A.S.G: Na nossa escola, por exemplo, temos diversos exemplos de inclusão e o respeito a essas diferenças tornam a todos melhores. É algo que muitas vezes o professor reclama porque dá um trabalho a mais, mas é uma convivência riquíssima. Se pensarmos em escolas rurais há 50 ou 60 anos, essas pessoas com deficiência ficariam praticamente escondidas em casa e hoje temos essa incorporação, claro que ainda não é o ideal, mas é rico e está caminhando. Há algum tempo a inclusão é uma obrigação do estado, estamos passando por um momento de fronteira, dificuldades partem desde o princípio, que vão desde a estrutura da escola à adaptação humana, de ter profissionais para isso, é um meio ainda muito carente. Na faculdade a preparação é bem  curta para isso. 



 



Jornal do Sudoeste: O aluno hoje é muito questionador, isso é bom?
A.S.G: Eu mesmo já era muito questionador, e isso é positivo. Mas a maior parte das pessoas não sabe lidar com essa postura do aluno. Normalmente nós tínhamos a figura do professor em cima de uma torre, com conhecimentos vastos que ele jogava no aluno, e aquele aluno aprendia ou não. Agora, o modelo de educação é mais horizontal, o professor se mantém na liderança da sala, mas está no mesmo patamar do aluno, e quanto mais o aluno participa, mais há interação e é positivo para a aula. 



 



Jornal do Sudoeste: Você também tem uma história com a música...
A.S.G: Gosto e já trabalho profissionalmente, inclusive, há 16 anos. Como a maior parte das pessoas, comecei tocando violão, presente dos pais, de maneira ainda muito autodidata, comprando aquelas revistinhas com cifras. Meu primeiro contato com teoria musical foi no Projeto Alegria, ainda na infância, que tinha as aulas de música e a partir desse conhecimento autônomo que eu adquiri já comecei a trabalhar como baixista em bandas de baile, duplas sertanejas, barzinhos e até hoje eu nunca frequentei de fato uma escola de música, sempre estudei de forma autoditada. Hoje, o acesso ao aprendizado é muito fácil e não existe muita desculpa. Eu costumo brincar com meus alunos que a internet é como aquela frase do Tio Ben  do Homem-Aranha: é um grande poder e uma grande responsabilidade.
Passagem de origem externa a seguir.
//! Sales pipeline aggregation over deals.

use crate::entity::{Deal, DealStage};
use serde::{Deserialize, Serialize};

#[derive(Debug, Clone, Serialize, Deserialize, PartialEq)]
#[serde(rename_all = "camelCase")]
pub struct StageBreakdown {
    pub stage:       DealStage,
    pub count:       usize,
    pub value:       f64,
    /// Share of total pipeline value, percent.
    pub value_share: f64,
}

#[derive(Debug, Clone, Serialize, Deserialize, PartialEq)]
#[serde(rename_all = "camelCase")]
pub struct PipelineSummary {
    pub stages:            Vec<StageBreakdown>,
    pub total_deals:       usize,
    pub total_value:       f64,
    pub open_value:        f64,
    pub weighted_forecast: f64,
    /// closed / (closed + lost), percent. 0 when nothing has settled.
    pub win_rate:          f64,
}

impl PipelineSummary {
    pub fn from_deals(deals: &[Deal]) -> Self {
        let total_value: f64 = deals.iter().map(|d| d.value).sum();

        let stages = DealStage::ALL
            .iter()
            .map(|&stage| {
                let (count, value) = deals
                    .iter()
                    .filter(|d| d.stage == stage)
                    .fold((0usize, 0.0f64), |(n, v), d| (n + 1, v + d.value));
                StageBreakdown {
                    stage,
                    count,
                    value,
                    value_share: if total_value > 0.0 {
                        round2(value / total_value * 100.0)
                    } else {
                        0.0
                    },
                }
            })
            .collect();

        let active = deals.iter().filter(|d| d.stage.is_active());
        let open_value: f64 = active.clone().map(|d| d.value).sum();
        let weighted_forecast: f64 = active
            .map(|d| d.value * f64::from(d.probability) / 100.0)
            .sum();

        let won = deals.iter().filter(|d| d.stage.is_won()).count();
        let lost = deals.iter().filter(|d| d.stage == DealStage::Lost).count();
        let win_rate = if won + lost == 0 {
            0.0
        } else {
            round2(won as f64 / (won + lost) as f64 * 100.0)
        };

        Self {
            stages,
            total_deals: deals.len(),
            total_value,
            open_value,
            weighted_forecast: round2(weighted_forecast),
            win_rate,
        }
    }
}

fn round2(value: f64) -> f64 {
    (value * 100.0).round() / 100.0
}
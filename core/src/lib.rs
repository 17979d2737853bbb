//! crm-core: churn-risk scoring, aggregate analytics and storage for the CRM.

pub mod analytics;
pub mod churn_score;
pub mod config;
pub mod entity;
pub mod error;
pub mod pipeline;
pub mod rng;
pub mod store;
pub mod types;
use crate::types::EntityId;
use thiserror::Error;

#[derive(Error, Debug)]
pub enum CrmError {
    #[error("Database error: {0}")]
    Database(#[from] rusqlite::Error),

    #[error("Serialization error: {0}")]
    Serialization(#[from] serde_json::Error),

    #[error("I/O error: {0}")]
    Io(#[from] std::io::Error),

    #[error("Customer {id} not found")]
    CustomerNotFound { id: EntityId },

    #[error("Invalid relation reference '{value}' (expected '<kind>:<id>')")]
    InvalidReference { value: String },

    #[error("Invalid {field}: '{value}'")]
    InvalidEnum { field: &'static str, value: String },

    #[error("Validation failed: {message}")]
    Validation { message: String },

    #[error(transparent)]
    Other(#[from] anyhow::Error),
}

impl CrmError {
    pub fn validation(message: impl Into<String>) -> Self {
        Self::Validation { message: message.into() }
    }

    /// True for errors caused by caller input rather than the backend.
    pub fn is_client_error(&self) -> bool {
        matches!(
            self,
            Self::InvalidReference { .. } | Self::InvalidEnum { .. } | Self::Validation { .. }
        )
    }
}

pub type CrmResult<T> = Result<T, CrmError>;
Você pode usá-la para aprender um curso novo ou passar o dia inteiro sem fazer nada.



 



Jornal do Sudoeste: O ano está acabando, qual o balanço que você faz de 2017?
A.S.G: É o primeiro ano que eu concluo como gestor, no qual enfrentamos dificuldades diferentes daquelas de quando você está em sala de aula, embora eu continue nelas. Consegui conciliar este trabalho com o maior projeto que eu já fiz na minha vida que foi a confecção desse livro com os alunos da EJA, e foi repleto de desafios e vitórias também, mas tudo traz uma sensação muito boa. Muitas vezes, quando passamos muito tempo sem enfrentar um desafio e passa por uma dificuldade e supera, é muito bom. Lançar-se a novos desafios é algo que pode ser traduzido em vida. As lembranças nostálgicas em sua grande parte são da infância e adolescência porque é a fase que estamos descobrindo coisas novas e essa tendência de parar é negativa, principalmente para o professor que tem sempre que se reinventar junto com a sociedade.